Flink corresponds to a Flink task that relies on Flink to deploy Optimizer on Yarn.

One view is that OptimizerContainer corresponds to a cluster type, such as Yarn or K8S or Local. Another view is that the container corresponds to the base on which the Optimizer Job runs and should be distinguished as Jvm or Flink, or it can be considered the intersection of the two. Classified as Local, FlinkOnYarn, FlinkOnK8S.

What are your views on these two issues?

baiyangtx · 2023-09-07T07:17:35Z

baiyangtx
Sep 7, 2023
Collaborator Author

My personal views:

The solution for Optimizer on K8s.

I tend to favor AMS directly managing pods.

I think what is currently used more in the Flink ecosystem is to view logs and task monitoring through the Dashboard UI. But I think kubectl logs is already good enough, and pod monitoring solutions are also relatively mature.

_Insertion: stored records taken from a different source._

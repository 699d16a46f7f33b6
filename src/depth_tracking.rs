use crate::error::{Error, Result};

/// Tracks how deeply groups are nested while walking a record tree.
#[derive(Clone, Debug)]
pub struct DepthTracker {
    depth: usize,
    limit: usize,
}

impl DepthTracker {
    /// Create a new depth tracker that allows `limit` levels of nested groups.
    pub fn new(limit: usize) -> Self {
        Self { depth: 0, limit }
    }

    /// Step into a group. Fails without changing depth if this would exceed the limit.
    pub fn enter(&mut self) -> Result<()> {
        // Check to see if we hit the nesting limit
        if self.depth >= self.limit {
            return Err(Error::ParseLimit(format!(
                "Group nesting deeper than {} levels",
                self.limit
            )));
        }
        self.depth += 1;
        Ok(())
    }

    /// Step back out of a group.
    pub fn exit(&mut self) {
        self.depth = self.depth.saturating_sub(1);
    }
}

#[cfg(test)]
impl DepthTracker {
    fn depth(&self) -> usize {
        self.depth
    }
}

#[cfg(test)]
mod test {
    use super::*;

    #[test]
    fn limit_enforced() {
        let mut tracker = DepthTracker::new(2);
        tracker.enter().unwrap();
        tracker.enter().unwrap();
        assert!(matches!(tracker.enter(), Err(Error::ParseLimit(_))));
        assert_eq!(tracker.depth(), 2);
        tracker.exit();
        tracker.enter().unwrap();
        tracker.exit();
        tracker.exit();
        tracker.exit();
        assert_eq!(tracker.depth(), 0);
    }
}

So I value the resources saved by directly managing pods.

However, I do not exclude the Flink native Kubernetes mode, but I recommend pods as the best solution on K8s.

OptimizerContainer classification issue.

I tend to classify it as follows:

Standalone: Subprocess launched by AMS, which is the current local optimizer.

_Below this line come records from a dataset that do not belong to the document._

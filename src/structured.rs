//! The structured (JSON) projection of a record tree.
//!
//! Each record becomes a named [`Document`]. A leaf's document is a JSON object holding its
//! header under `_header`, plus one of:
//!
//! - the keys of its record shape, for a typed leaf
//! - `_opaque`, the ordered list of its fields
//! - `_data`, its payload as base64
//!
//! A group's document holds its header and its children's documents. A group whose children
//! were never parsed carries them as base64 under `_data` in its header.

use base64::{engine::general_purpose::STANDARD, Engine as _};
use serde::Deserialize;
use serde_json::{Map, Value};
use tracing::warn;

use crate::depth_tracking::DepthTracker;
use crate::error::{Error, Result};
use crate::field::{DecodedFields, Field, RawData};
use crate::header::RecordHeader;
use crate::issue::{Issue, IssueKind};
use crate::reader::HEADER_KEY;
use crate::record::{GroupChildren, GroupRecord, LeafBody, LeafRecord, Record};
use crate::registry::Registry;
use crate::tag::Tag;

/// Key holding an opaque leaf's fields.
pub const OPAQUE_KEY: &str = "_opaque";
/// Key holding undecoded bytes as base64.
pub const DATA_KEY: &str = "_data";

#[derive(Clone, Debug, PartialEq)]
pub enum Document {
    Record {
        name: String,
        body: Value,
    },
    Group {
        name: String,
        header: Value,
        children: Vec<Document>,
    },
}

impl Document {
    pub fn name(&self) -> &str {
        match self {
            Document::Record { name, .. } | Document::Group { name, .. } => name,
        }
    }
}

/// Name for the record at `index` among its siblings: `"0003 GMST"`, or `"0003 iMaxLevel
/// GMST"` when the record has an editor id.
pub fn document_name(index: usize, record: &Record) -> String {
    let editor_id = match record {
        Record::Leaf(leaf) => leaf.editor_id(),
        Record::Group(_) => None,
    };
    match editor_id {
        Some(id) if !id.is_empty() => format!("{:04} {} {}", index, id, record.tag()),
        _ => format!("{:04} {}", index, record.tag()),
    }
}

/// Project records into documents.
pub fn save_structured(records: &[Record]) -> Result<Vec<Document>> {
    records
        .iter()
        .enumerate()
        .map(|(index, record)| {
            let name = document_name(index, record);
            match record {
                Record::Leaf(leaf) => Ok(Document::Record {
                    body: leaf_document(leaf)?,
                    name,
                }),
                Record::Group(group) => group_document(name, group),
            }
        })
        .collect()
}

fn leaf_document(leaf: &LeafRecord) -> Result<Value> {
    let mut body = match &leaf.body {
        LeafBody::Typed(shape) => match shape.to_structured()? {
            Value::Object(map) => map,
            _ => {
                return Err(Error::SerdeFail(format!(
                    "record shape {} must serialize as an object",
                    shape.tag()
                )))
            }
        },
        LeafBody::Opaque(fields) => {
            let mut map = Map::new();
            map.insert(
                OPAQUE_KEY.to_string(),
                serde_json::to_value(fields.iter().collect::<Vec<_>>())?,
            );
            map
        }
        LeafBody::Undecoded(bytes) => {
            let mut map = Map::new();
            map.insert(DATA_KEY.to_string(), Value::String(STANDARD.encode(bytes)));
            map
        }
    };
    body.insert(HEADER_KEY.to_string(), serde_json::to_value(&leaf.header)?);
    Ok(Value::Object(body))
}

fn group_document(name: String, group: &GroupRecord) -> Result<Document> {
    let mut header = serde_json::to_value(&group.header)?;
    let children = match &group.children {
        GroupChildren::Parsed(children) => save_structured(children)?,
        GroupChildren::Deferred(bytes) => {
            if let Value::Object(map) = &mut header {
                map.insert(DATA_KEY.to_string(), Value::String(STANDARD.encode(bytes)));
            }
            Vec::new()
        }
    };
    Ok(Document::Group {
        name,
        header,
        children,
    })
}

/// Rebuild records from their documents. Fails on the first document that can't be loaded.
pub fn load_structured(
    registry: &Registry,
    docs: &[Document],
    max_depth: usize,
) -> Result<Vec<Record>> {
    Loader::new(registry, max_depth, false).load_documents(docs)
}

/// Rebuild records from their documents, leaving out any document that can't be loaded. A
/// group whose header loads keeps the children that do.
pub fn load_structured_lenient(
    registry: &Registry,
    docs: &[Document],
    max_depth: usize,
) -> (Vec<Record>, Vec<Issue>) {
    let mut loader = Loader::new(registry, max_depth, true);
    let records = loader.load_documents(docs).unwrap_or_default();
    (records, loader.issues.unwrap_or_default())
}

struct Loader<'a> {
    registry: &'a Registry,
    depth: DepthTracker,
    /// Collects skipped documents when loading leniently.
    issues: Option<Vec<Issue>>,
}

impl<'a> Loader<'a> {
    fn new(registry: &'a Registry, max_depth: usize, lenient: bool) -> Self {
        Self {
            registry,
            depth: DepthTracker::new(max_depth),
            issues: lenient.then(Vec::new),
        }
    }

    fn load_documents(&mut self, docs: &[Document]) -> Result<Vec<Record>> {
        let mut records = Vec::with_capacity(docs.len());
        for doc in docs {
            match self.load_document(doc) {
                Ok(record) => records.push(record),
                Err(e) => match &mut self.issues {
                    Some(issues) => {
                        warn!(document = doc.name(), error = %e, "Couldn't load document");
                        issues.push(document_issue(doc, &e));
                    }
                    None => return Err(e),
                },
            }
        }
        Ok(records)
    }

    fn load_document(&mut self, doc: &Document) -> Result<Record> {
        match doc {
            Document::Record { name, body } => {
                leaf_from_document(self.registry, name, body).map(Record::Leaf)
            }
            Document::Group {
                name,
                header,
                children,
            } => {
                self.depth.enter()?;
                let group = self.group_from_document(name, header, children);
                self.depth.exit();
                group.map(Record::Group)
            }
        }
    }

    fn group_from_document(
        &mut self,
        name: &str,
        header: &Value,
        children: &[Document],
    ) -> Result<GroupRecord> {
        let object = header
            .as_object()
            .ok_or_else(|| Error::bad_document(name, "group header is not a JSON object"))?;
        let group_header: RecordHeader = serde_json::from_value(header.clone())
            .map_err(|e| Error::bad_document(name, e.to_string()))?;
        if !group_header.is_group() {
            return Err(Error::bad_document(
                name,
                format!("group header has type {}", group_header.tag),
            ));
        }
        let children = match object.get(DATA_KEY) {
            Some(data) => {
                let data = RawData::deserialize(data)
                    .map_err(|e| Error::bad_document(name, e.to_string()))?;
                GroupChildren::Deferred(data.0)
            }
            None => GroupChildren::Parsed(self.load_documents(children)?),
        };
        Ok(GroupRecord {
            header: group_header,
            children,
        })
    }
}

/// Report a document that was left out. The record is named by its header when that much can be
/// read, and by the tag at the end of the document name otherwise.
fn document_issue(doc: &Document, error: &Error) -> Issue {
    let header = match doc {
        Document::Record { body, .. } => body.get(HEADER_KEY),
        Document::Group { header, .. } => Some(header),
    };
    let header = header
        .and_then(|h| RecordHeader::deserialize(h).ok())
        .unwrap_or_else(|| {
            let tag = doc
                .name()
                .rsplit(' ')
                .next()
                .and_then(|t| t.parse::<Tag>().ok())
                .unwrap_or(Tag::new([0; 4]));
            RecordHeader::new(tag)
        });
    Issue::new(IssueKind::UnloadableDocument, &header, error)
}

fn leaf_from_document(registry: &Registry, name: &str, body: &Value) -> Result<LeafRecord> {
    let object = body
        .as_object()
        .ok_or_else(|| Error::bad_document(name, "not a JSON object"))?;
    let header = read_header(name, object)?;
    let leaf_body = if let Some(data) = object.get(DATA_KEY) {
        let data = RawData::deserialize(data).map_err(|e| Error::bad_document(name, e.to_string()))?;
        LeafBody::Undecoded(data.0)
    } else if let Some(fields) = object.get(OPAQUE_KEY) {
        let fields = Vec::<Field>::deserialize(fields)
            .map_err(|e| Error::bad_document(name, e.to_string()))?;
        LeafBody::Opaque(fields.into_iter().collect::<DecodedFields>())
    } else {
        let descriptor = registry.record_shape(header.tag).ok_or_else(|| {
            Error::bad_document(
                name,
                format!(
                    "no record shape for {}, and no `{}` or `{}` key",
                    header.tag, OPAQUE_KEY, DATA_KEY
                ),
            )
        })?;
        let shape = descriptor
            .from_structured(body.clone())
            .map_err(|e| Error::bad_document(name, e.to_string()))?;
        LeafBody::Typed(shape)
    };
    Ok(LeafRecord::new(header, leaf_body))
}

fn read_header(name: &str, object: &Map<String, Value>) -> Result<RecordHeader> {
    let header = object
        .get(HEADER_KEY)
        .ok_or_else(|| Error::bad_document(name, format!("missing `{}`", HEADER_KEY)))?;
    RecordHeader::deserialize(header).map_err(|e| Error::bad_document(name, e.to_string()))
}

#[cfg(test)]
mod test {
    use super::*;
    use crate::config::DEFAULT_MAX_DEPTH;
    use serde_json::json;

    fn gmst_header() -> RecordHeader {
        let mut header = RecordHeader::new(Tag::new(*b"GMST"));
        header.id = 0x0102;
        header
    }

    #[test]
    fn opaque_and_undecoded_documents() {
        let fields: DecodedFields = vec![Field::raw(Tag::new(*b"EDID"), b"a\0".to_vec()).unwrap()]
            .into_iter()
            .collect();
        let records: Vec<Record> = vec![
            LeafRecord::new(gmst_header(), LeafBody::Opaque(fields)).into(),
            LeafRecord::new(gmst_header(), LeafBody::Undecoded(vec![1, 2, 3])).into(),
        ];
        let docs = save_structured(&records).unwrap();
        assert_eq!(docs[0].name(), "0000 GMST");
        assert_eq!(docs[1].name(), "0001 GMST");
        let Document::Record { body, .. } = &docs[0] else {
            panic!("expected a record document");
        };
        assert_eq!(body[OPAQUE_KEY], json!([{"tag": "EDID", "raw": "YQA="}]));
        assert_eq!(body[HEADER_KEY]["type"], json!("GMST"));
        let Document::Record { body, .. } = &docs[1] else {
            panic!("expected a record document");
        };
        assert_eq!(body[DATA_KEY], json!("AQID"));

        let registry = Registry::empty();
        let back = load_structured(&registry, &docs, DEFAULT_MAX_DEPTH).unwrap();
        let mut a = Vec::new();
        let mut b = Vec::new();
        for r in &records {
            r.encode(&registry, &mut a).unwrap();
        }
        for r in &back {
            r.encode(&registry, &mut b).unwrap();
        }
        assert_eq!(a, b);
    }

    #[test]
    fn deferred_group_document() {
        let mut header = RecordHeader::new(Tag::GROUP);
        header.flags = u32::from_le_bytes(*b"GMST");
        let group = GroupRecord {
            header,
            children: GroupChildren::Deferred(vec![9, 9]),
        };
        let docs = save_structured(&[group.into()]).unwrap();
        let Document::Group {
            header, children, ..
        } = &docs[0]
        else {
            panic!("expected a group document");
        };
        assert!(children.is_empty());
        assert_eq!(header[DATA_KEY], json!("CQk="));
        let back = load_structured(&Registry::empty(), &docs, DEFAULT_MAX_DEPTH).unwrap();
        let group = back[0].as_group().unwrap();
        assert!(matches!(&group.children, GroupChildren::Deferred(b) if b == &vec![9, 9]));
    }

    #[test]
    fn bad_documents() {
        let registry = Registry::empty();
        let no_header = Document::Record {
            name: "0000 GMST".into(),
            body: json!({"_data": "AQID"}),
        };
        assert!(matches!(
            load_structured(&registry, &[no_header], DEFAULT_MAX_DEPTH),
            Err(Error::BadDocument { name, .. }) if name == "0000 GMST"
        ));
        let unknown_shape = Document::Record {
            name: "0000 GMST".into(),
            body: json!({"_header": serde_json::to_value(gmst_header()).unwrap()}),
        };
        assert!(load_structured(&registry, &[unknown_shape], DEFAULT_MAX_DEPTH).is_err());
        let not_group = Document::Group {
            name: "0000 GRUP".into(),
            header: serde_json::to_value(gmst_header()).unwrap(),
            children: Vec::new(),
        };
        assert!(load_structured(&registry, &[not_group], DEFAULT_MAX_DEPTH).is_err());
    }

    #[test]
    fn lenient_group_keeps_good_children() {
        let mut header = RecordHeader::new(Tag::GROUP);
        header.flags = u32::from_le_bytes(*b"GMST");
        let good = Document::Record {
            name: "0000 GMST".into(),
            body: json!({
                "_header": serde_json::to_value(gmst_header()).unwrap(),
                "_data": "AQID",
            }),
        };
        let bad = Document::Record {
            name: "0001 GMST".into(),
            body: json!({"_data": "AQID"}),
        };
        let docs = vec![Document::Group {
            name: "0000 GRUP".into(),
            header: serde_json::to_value(header).unwrap(),
            children: vec![good, bad],
        }];
        let (records, issues) =
            load_structured_lenient(&Registry::empty(), &docs, DEFAULT_MAX_DEPTH);
        assert_eq!(records.len(), 1);
        assert_eq!(records[0].as_group().unwrap().children().unwrap().len(), 1);
        assert_eq!(issues.len(), 1);
        assert_eq!(issues[0].kind, IssueKind::UnloadableDocument);
        assert_eq!(issues[0].record, Tag::new(*b"GMST"));
        assert!(issues[0].message.contains("0001 GMST"));
    }
}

Flink: Optimizer running as a container with Flink as the engine, including Flink on Yarn and Flink native K8s, which are actually a parameter of Flink itself.

Kubernetes: Optimizer launched by AMS managing pods.

Spark: In the future, if support for Spark is needed, similar to Flink, the engine will be used as the scheduling container, and On Yarn or On K8s belongs to the Property inside the container.

0 replies

zhoujinsong · 2023-09-07T07:41:55Z

zhoujinsong
Sep 7, 2023
Collaborator

In my option:

The solution for Optimizer on K8s.
We should not limit the way Optimizers run in a K8s environment. Both Java applications and Flink jobs should be supported, and we will also support Spark job running on K8s in the future.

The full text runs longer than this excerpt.